▶ Exercise aim:
Counting the line with "let current_lsb = max_expected_current" as the last one, copy out the lines of the data exactly from the first onward.
──────── Source information
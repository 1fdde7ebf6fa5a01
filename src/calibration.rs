use micromath::F32Ext;

/// Internal scaling constant from the datasheet calibration equation.
const CALIBRATION_SCALE: f32 = 0.00512;

/// Full-scale current maps onto the signed 15-bit range of the current register.
const CURRENT_LSB_DIVISOR: f32 = 32768.0;

const POWER_LSB_RATIO: f32 = 20.0;

/// f32 values at or above 2^24 have no fractional part.
const INTEGRAL_THRESHOLD: f32 = 16_777_216.0;

#[derive(Copy, Clone, Debug, Eq, PartialEq)]
#[cfg_attr(feature = "defmt", derive(defmt::Format))]
pub enum CalibrationError {
    /// Current or shunt resistance is zero, negative, or not finite.
    InvalidParameter,
    /// The calibration value does not fit the 16-bit register, or full-scale
    /// readings would not fit the measurement result types.
    OutOfRange,
}

/// Calibration register value and the scaling factors derived with it.
#[derive(Copy, Clone, Debug, PartialEq)]
#[cfg_attr(feature = "defmt", derive(defmt::Format))]
pub struct Calibration {
    /// Value for the calibration register.
    pub register: u16,
    /// Amps per count of the current register.
    pub current_lsb: f32,
    /// Watts per count of the power register.
    pub power_lsb: f32,
}

impl Calibration {
    /// Derives the calibration register and scaling factors for a shunt.
    ///
    /// # Arguments
    ///
    /// * `max_expected_current`: Largest current to be measured, in amps.
    /// * `shunt_resistance`: Shunt resistor value, in ohms.
    ///
    /// returns: Result<Calibration, CalibrationError>
    pub fn new(max_expected_current: f32, shunt_resistance: f32) -> Result<Self, CalibrationError> {
        if !is_positive(max_expected_current) || !is_positive(shunt_resistance) {
            return Err(CalibrationError::InvalidParameter);
        }

        let current_lsb = max_expected_current / CURRENT_LSB_DIVISOR;
        let power_lsb = POWER_LSB_RATIO * current_lsb;
        let register = register_value(CALIBRATION_SCALE / (current_lsb * shunt_resistance))?;

        if u16::MAX as f32 * power_lsb * 1_000_000.0 >= u64::MAX as f32 {
            return Err(CalibrationError::OutOfRange);
        }

        Ok(Self {
            register,
            current_lsb,
            power_lsb,
        })
    }

    /// Current register reading in µA.
    pub fn current_micro_amps(&self, raw: i16) -> i64 {
        let micro_amps = round_half_away(raw as f32 * self.current_lsb * 1_000_000.0);
        micro_amps as i64
    }

    /// Power register reading in µW.
    pub fn power_micro_watts(&self, raw: u16) -> u64 {
        let micro_watts = round_half_away(raw as f32 * self.power_lsb * 1_000_000.0);
        micro_watts as u64
    }
}

fn register_value(exact: f32) -> Result<u16, CalibrationError> {
    if !exact.is_finite() || exact >= u16::MAX as f32 + 0.5 {
        return Err(CalibrationError::OutOfRange);
    }

    match round_half_away(exact) as u16 {
        0 => Err(CalibrationError::OutOfRange),
        register => Ok(register),
    }
}

fn round_half_away(value: f32) -> f32 {
    if value.abs() >= INTEGRAL_THRESHOLD {
        return value;
    }

    let whole = value.trunc();
    if (value - whole).abs() >= 0.5 {
        whole + 1.0f32.copysign(value)
    } else {
        whole
    }
}

fn is_positive(value: f32) -> bool {
    value.is_finite() && value > 0.0
}

#[cfg(test)]
mod tests {
    use super::*;

    fn assert_close(actual: f32, expected: f32) {
        let diff = if actual > expected {
            actual - expected
        } else {
            expected - actual
        };
        assert!(
            diff <= expected * 1e-5,
            "{actual} is not close to {expected}"
        );
    }

    #[test]
    fn three_point_two_amps_through_two_milliohms() {
        let cal = Calibration::new(3.2, 0.002).unwrap();
        assert_eq!(cal.register, 26214);
        assert_eq!(cal.register, 0x6666);
        assert_close(cal.current_lsb, 0.000_097_656_25);
        assert_close(cal.power_lsb, 20.0 * 0.000_097_656_25);
    }

    #[test]
    fn matches_calibration_equation() {
        for &(current, shunt) in &[(1.0f32, 0.1f32), (10.0, 0.01), (0.5, 0.5), (20.0, 0.001)] {
            let cal = Calibration::new(current, shunt).unwrap();
            let lsb = current / 32768.0;
            let exact = 0.00512 / (lsb * shunt);
            assert_close(cal.current_lsb, lsb);
            assert!((cal.register as f32 - exact) <= 0.5);
            assert!((exact - cal.register as f32) <= 0.5);
        }
    }

    #[test]
    fn rejects_non_positive_inputs() {
        assert_eq!(
            Calibration::new(0.0, 0.1),
            Err(CalibrationError::InvalidParameter)
        );
        assert_eq!(
            Calibration::new(-1.0, 0.1),
            Err(CalibrationError::InvalidParameter)
        );
        assert_eq!(
            Calibration::new(1.0, 0.0),
            Err(CalibrationError::InvalidParameter)
        );
        assert_eq!(
            Calibration::new(f32::NAN, 0.1),
            Err(CalibrationError::InvalidParameter)
        );
        assert_eq!(
            Calibration::new(1.0, f32::INFINITY),
            Err(CalibrationError::InvalidParameter)
        );
    }

    #[test]
    fn rejects_calibration_that_overflows_register() {
        // 0.00512 / (0.1 / 32768 * 0.0001) ~= 16.7 million
        assert_eq!(
            Calibration::new(0.1, 0.0001),
            Err(CalibrationError::OutOfRange)
        );
    }

    #[test]
    fn rejects_calibration_that_rounds_to_zero() {
        assert_eq!(
            Calibration::new(1000.0, 100.0),
            Err(CalibrationError::OutOfRange)
        );
    }

    #[test]
    fn register_rounds_at_the_half() {
        assert_eq!(register_value(0.499_999_97), Err(CalibrationError::OutOfRange));
        assert_eq!(register_value(0.5), Ok(1));
        assert_eq!(register_value(26_214.4), Ok(26_214));
        assert_eq!(register_value(26_214.5), Ok(26_215));
        assert_eq!(register_value(65_535.4), Ok(65_535));
        assert_eq!(register_value(65_535.5), Err(CalibrationError::OutOfRange));
    }

    #[test]
    fn rounds_half_away_from_zero() {
        assert_eq!(round_half_away(0.499_999_97), 0.0);
        assert_eq!(round_half_away(2.5), 3.0);
        assert_eq!(round_half_away(-2.5), -3.0);
        assert_eq!(round_half_away(-0.499_999_97), 0.0);
        assert_eq!(round_half_away(-97.656_25), -98.0);
    }

    #[test]
    fn high_current_power_does_not_saturate() {
        let cal = Calibration::new(200.0, 0.0001).unwrap();
        let power = cal.power_micro_watts(35_389);
        assert!(power > u32::MAX as u64);
        // 35389 * 20 * 200 / 32768 W
        assert!(power > 4_319_000_000 && power < 4_321_000_000);

        assert!(cal.current_micro_amps(i16::MAX) > 199_000_000);
        assert!(cal.current_micro_amps(i16::MIN) == -200_000_000);
    }

    #[test]
    fn rejects_scaling_beyond_result_range() {
        assert_eq!(
            Calibration::new(1.0e15, 1.0e-16),
            Err(CalibrationError::OutOfRange)
        );
    }

    #[test]
    fn scales_signed_current() {
        let cal = Calibration::new(3.2, 0.002).unwrap();
        assert_eq!(cal.current_micro_amps(0), 0);
        assert_eq!(cal.current_micro_amps(1024), 100_000);
        assert_eq!(cal.current_micro_amps(-1024), -100_000);
        assert_eq!(cal.current_micro_amps(1), 98);
    }

    #[test]
    fn scales_power() {
        let cal = Calibration::new(3.2, 0.002).unwrap();
        assert_eq!(cal.power_micro_watts(0), 0);
        assert_eq!(cal.power_micro_watts(512), 1_000_000);
    }
}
────────────────
▶ Result:
repository 1fdde7ebf6fa5a01
filename src/calibration.rs
use micromath::F32Ext;

/// Internal scaling constant from the datasheet calibration equation.
const CALIBRATION_SCALE: f32 = 0.00512;

/// Full-scale current maps onto the signed 15-bit range of the current register.
const CURRENT_LSB_DIVISOR: f32 = 32768.0;

const POWER_LSB_RATIO: f32 = 20.0;

/// f32 values at or above 2^24 have no fractional part.
const INTEGRAL_THRESHOLD: f32 = 16_777_216.0;

#[derive(Copy, Clone, Debug, Eq, PartialEq)]
#[cfg_attr(feature = "defmt", derive(defmt::Format))]
pub enum CalibrationError {
    /// Current or shunt resistance is zero, negative, or not finite.
    InvalidParameter,
    /// The calibration value does not fit the 16-bit register, or full-scale
    /// readings would not fit the measurement result types.
    OutOfRange,
}

/// Calibration register value and the scaling factors derived with it.
#[derive(Copy, Clone, Debug, PartialEq)]
#[cfg_attr(feature = "defmt", derive(defmt::Format))]
pub struct Calibration {
    /// Value for the calibration register.
    pub register: u16,
    /// Amps per count of the current register.
    pub current_lsb: f32,
    /// Watts per count of the power register.
    pub power_lsb: f32,
}

impl Calibration {
    /// Derives the calibration register and scaling factors for a shunt.
    ///
    /// # Arguments
    ///
    /// * `max_expected_current`: Largest current to be measured, in amps.
    /// * `shunt_resistance`: Shunt resistor value, in ohms.
    ///
    /// returns: Result<Calibration, CalibrationError>
    pub fn new(max_expected_current: f32, shunt_resistance: f32) -> Result<Self, CalibrationError> {
        if !is_positive(max_expected_current) || !is_positive(shunt_resistance) {
            return Err(CalibrationError::InvalidParameter);
        }

        let current_lsb = max_expected_current / CURRENT_LSB_DIVISOR;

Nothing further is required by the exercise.